Família pobre em terapia
familiar
Dr.
Antonio Mourão Cavalcante
Doutor em Psiquiatria pela Universidade Católica de Louvain (Bélgica),
Doutor em Antropologia pela Universidade de Lyon (França), Professor
Titular de Psiquiatria da Fac. Medicina/UFCe, Diretor do Centro
de Estudos da Família.
Seria
possível instituir atendimento familiar em populações de baixa renda
como programa de uma instituição pública? Quais os cuidados do ponto
de vista administrativo bem como ao nível técnico e político?
A
partir das experiências vivenciadas pelo autor tenta-se esboçar
um perfil mínimo da clientela, destacando os elementos de solidariedade
e desagregação presentes na dinâmica familiar e no contexto sócio-cultural.
Finalmente,
discute-se e propõe-se os eixos básicos para uma intervenção eficaz
junto a estas famílias.
AVALIAÇÃO
Do
ponto de vista administrativo pode-se assinalar, dentre outros,
os seguintes aspectos:
- Observa-se,
sobretudo nas instituições ligadas ao sistema de saúde,
uma progressiva municipalização dos serviços como parte
de uma política definida na Constituição de 1988. O Sistema
Unificado de Saúde (SUS) não tem sido exitoso em muitos
lugares, não atingindo os objetivos propostos. Houve uma
gradual desorganização do sistema e da rede de instituições.
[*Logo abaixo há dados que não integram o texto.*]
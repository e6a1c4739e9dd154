use std::collections::BTreeMap;

use axum::Json;
use axum::http::StatusCode;
use axum::response::{IntoResponse, Response};
use serde::Serialize;

use pulse_core::ownership::OwnershipError;
use pulse_core::update::ValidationErrors;
use pulse_storage::error::StorageError;

/// Unified API error type for all route handlers.
///
/// The single place HTTP statuses are decided: every failure a handler can
/// hit converts into one of these variants via `?` and short-circuits the
/// rest of the pipeline. 4xx bodies are empty except for `Validation`.
#[derive(Debug)]
pub enum ApiError {
    /// Lookup by id found no document.
    NotFound,
    /// The ownership guard rejected the principal.
    NotOwned,
    /// The supplied id is not a well-formed UUID.
    MalformedId,
    /// A required-field or type constraint failed.
    Validation(ValidationErrors),
    /// Anything else; detail goes to the log, never to the client.
    Internal(String),
}

#[derive(Serialize)]
struct ValidationBody {
    errors: BTreeMap<String, Vec<String>>,
}

impl IntoResponse for ApiError {
    fn into_response(self) -> Response {
        match self {
            ApiError::NotFound => StatusCode::NOT_FOUND.into_response(),
            ApiError::NotOwned => StatusCode::UNAUTHORIZED.into_response(),
            ApiError::MalformedId => StatusCode::BAD_REQUEST.into_response(),
            ApiError::Validation(e) => (
                StatusCode::UNPROCESSABLE_ENTITY,
                Json(ValidationBody { errors: e.errors }),
            )
                .into_response(),
            ApiError::Internal(msg) => {
                tracing::error!("internal error: {msg}");
                StatusCode::INTERNAL_SERVER_ERROR.into_response()
            }
        }
    }
}

impl From<StorageError> for ApiError {
    fn from(e: StorageError) -> Self {
        match e {
            StorageError::NotFound { key } => {
                tracing::debug!(key = %key, "document not found");
                ApiError::NotFound
            }
            other => ApiError::Internal(other.to_string()),
        }
    }
}

impl From<OwnershipError> for ApiError {
    fn from(e: OwnershipError) -> Self {
        tracing::warn!(
            resource_type = e.resource_type,
            resource_id = %e.resource_id,
            principal = %e.principal,
            "ownership check rejected"
        );
        ApiError::NotOwned
    }
}

impl From<ValidationErrors> for ApiError {
    fn from(e: ValidationErrors) -> Self {
        ApiError::Validation(e)
    }
}

impl From<uuid::Error> for ApiError {
    fn from(_: uuid::Error) -> Self {
        ApiError::MalformedId
    }
}

#[cfg(test)]
mod tests {
    use super::*;
    use axum::body::to_bytes;
    use uuid::Uuid;

    async fn status_and_body(err: ApiError) -> (StatusCode, Vec<u8>) {
        let resp = err.into_response();
        let status = resp.status();
        let body = to_bytes(resp.into_body(), usize::MAX)
            .await
            .expect("body should be readable");
        (status, body.to_vec())
    }

    #[tokio::test]
    async fn not_found_is_404_with_empty_body() {
        let (status, body) = status_and_body(ApiError::NotFound).await;
        assert_eq!(status, StatusCode::NOT_FOUND);
        assert!(body.is_empty());
    }

    #[tokio::test]
    async fn not_owned_is_401_with_empty_body() {
        let (status, body) = status_and_body(ApiError::NotOwned).await;
        assert_eq!(status, StatusCode::UNAUTHORIZED);
        assert!(body.is_empty());
    }

    #[tokio::test]
    async fn malformed_id_is_400_with_empty_body() {
        let (status, body) = status_and_body(ApiError::MalformedId).await;
        assert_eq!(status, StatusCode::BAD_REQUEST);
        assert!(body.is_empty());
    }

    #[tokio::test]
    async fn internal_is_500_with_empty_body() {
        let (status, body) = status_and_body(ApiError::Internal("boom".into())).await;
        assert_eq!(status, StatusCode::INTERNAL_SERVER_ERROR);
        assert!(body.is_empty());
    }

    #[tokio::test]
    async fn validation_is_422_with_field_messages() {
        let mut errors = ValidationErrors::new();
        errors.add("question", "is required");
        let (status, body) = status_and_body(ApiError::Validation(errors)).await;
        assert_eq!(status, StatusCode::UNPROCESSABLE_ENTITY);

        let parsed: serde_json::Value =
            serde_json::from_slice(&body).expect("422 body should be JSON");
        assert_eq!(parsed["errors"]["question"][0], "is required");
    }

    #[test]
    fn absent_store_document_classifies_as_not_found() {
        let err = ApiError::from(StorageError::NotFound {
            key: "surveys/x.json".into(),
        });
        assert!(matches!(err, ApiError::NotFound));
    }

    #[test]
    fn other_store_failures_classify_as_internal() {
        let err = ApiError::from(StorageError::GetObject("timeout".into()));
        assert!(matches!(err, ApiError::Internal(_)));
    }

    #[test]
    fn ownership_rejection_classifies_as_not_owned() {
        let err = ApiError::from(OwnershipError {
            principal: "u2".into(),
            resource_type: "survey",
            resource_id: Uuid::new_v4(),
        });
        assert!(matches!(err, ApiError::NotOwned));
    }

    #[test]
    fn bad_uuid_classifies_as_malformed_id() {
        let err = ApiError::from(Uuid::parse_str("not-a-uuid").unwrap_err());
        assert!(matches!(err, ApiError::MalformedId));
    }
}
Nem sempre a municipalização acompanhou-se de transferência
de recursos, do nível federal e estadual para os municípios,
revelando, com freqüência, disputa política regionais. A
esta indefinição, deve-se registrar a diminuição sistemática
dos recursos para a área de saúde, repercutindo diretamente
nas atividades destas instituições;
- apesar
do esforço de descentralização, ainda observa-se uma enorme
hierarquia burocratizante que emperra a máquina e a eficácia
das ações empreendidas. Está-se diante de instituições "baleias".
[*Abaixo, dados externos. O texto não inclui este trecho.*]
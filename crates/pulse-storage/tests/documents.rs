//! Integration tests for the S3 document store.
//!
//! These tests call real AWS APIs and require valid credentials in the
//! environment plus a scratch bucket named in `PULSE_TEST_BUCKET`.
//!
//! Run with: `cargo test -p pulse-storage --test documents -- --ignored`

use serde::{Deserialize, Serialize};
use uuid::Uuid;

use pulse_storage::error::StorageError;
use pulse_storage::{client, documents, objects};

#[derive(Debug, PartialEq, Serialize, Deserialize)]
struct Doc {
    id: Uuid,
    value: String,
}

fn test_bucket() -> String {
    std::env::var("PULSE_TEST_BUCKET").expect("PULSE_TEST_BUCKET must be set")
}

#[tokio::test]
#[ignore]
async fn save_load_delete_round_trip() {
    let s3 = client::build_client().await;
    let bucket = test_bucket();

    let doc = Doc {
        id: Uuid::new_v4(),
        value: "yes".to_string(),
    };
    let key = format!("test/{}.json", doc.id);

    documents::save_doc(&s3, &bucket, &key, &doc)
        .await
        .expect("save should succeed");

    let loaded: Doc = documents::load_doc(&s3, &bucket, &key)
        .await
        .expect("load should succeed");
    assert_eq!(loaded, doc);

    objects::delete_object(&s3, &bucket, &key)
        .await
        .expect("delete should succeed");

    let gone = documents::load_doc::<Doc>(&s3, &bucket, &key).await;
    assert!(matches!(gone, Err(StorageError::NotFound { .. })));
}

#[tokio::test]
#[ignore]
async fn load_all_scans_a_prefix() {
    let s3 = client::build_client().await;
    let bucket = test_bucket();

    let prefix = format!("test/{}/", Uuid::new_v4());
    let mut saved = Vec::new();
    for i in 0..3 {
        let doc = Doc {
            id: Uuid::new_v4(),
            value: format!("value-{i}"),
        };
        documents::save_doc(&s3, &bucket, &format!("{prefix}{}.json", doc.id), &doc)
            .await
            .expect("save should succeed");
        saved.push(doc);
    }

    let loaded: Vec<Doc> = documents::load_all(&s3, &bucket, &prefix)
        .await
        .expect("scan should succeed");
    assert_eq!(loaded.len(), saved.len());
    for doc in &saved {
        assert!(loaded.contains(doc));
    }

    for key in objects::list_objects(&s3, &bucket, &prefix)
        .await
        .expect("list should succeed")
    {
        objects::delete_object(&s3, &bucket, &key)
            .await
            .expect("cleanup should succeed");
    }
}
O Brasil, como um todo, parece adequar-se a essa designação.
O que se contrapõe aos países e instituições "tigres"
e "lebres", conhecidos do mundo desenvolvido.
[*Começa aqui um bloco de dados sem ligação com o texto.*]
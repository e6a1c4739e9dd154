pub mod health;
pub mod responses;
pub mod surveys;
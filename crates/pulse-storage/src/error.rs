use thiserror::Error;

#[derive(Debug, Error)]
pub enum StorageError {
    #[error("object not found: {key}")]
    NotFound { key: String },

    #[error("serialization error: {0}")]
    Serialization(#[from] serde_json::Error),

    #[error("S3 GetObject error: {0}")]
    GetObject(String),

    #[error("S3 PutObject error: {0}")]
    PutObject(String),

    #[error("S3 DeleteObject error: {0}")]
    DeleteObject(String),

    #[error("S3 ListObjects error: {0}")]
    ListObjects(String),
}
Cada iniciativa é abortada, seja pela resistência às mudanças,
seja pela morosidade na adoção destas novas medidas e projetos.
Alinhe-se, ainda, a constante mudança dos quadros de direção,
implicando na constituição de novas equipes e na proposta
de novos projetos, abandonando-se os já elaborados ou em
andamento. Mal se inicia uma nova experiência e já se propõe
uma outra, num desgaste constante das equipes e no comprometimento
do entusiasmo;
- certos
princípios, acentuadamente clássicos, justificados historicamente
pela máxima "quanto maior, melhor", começam a
dar lugar a um novo paradigma: "ganham não os maiores,
ganham os mais ágeis". O serviço público e suas instituições
estão longe de atingir uma velocidade razoável para obtenção
do êxito e da eficácia; generaliza-se a crença de que, no
serviço público, estaria concentrada uma enorme tendência
corporativista. Não vestem a camisa do sistema público.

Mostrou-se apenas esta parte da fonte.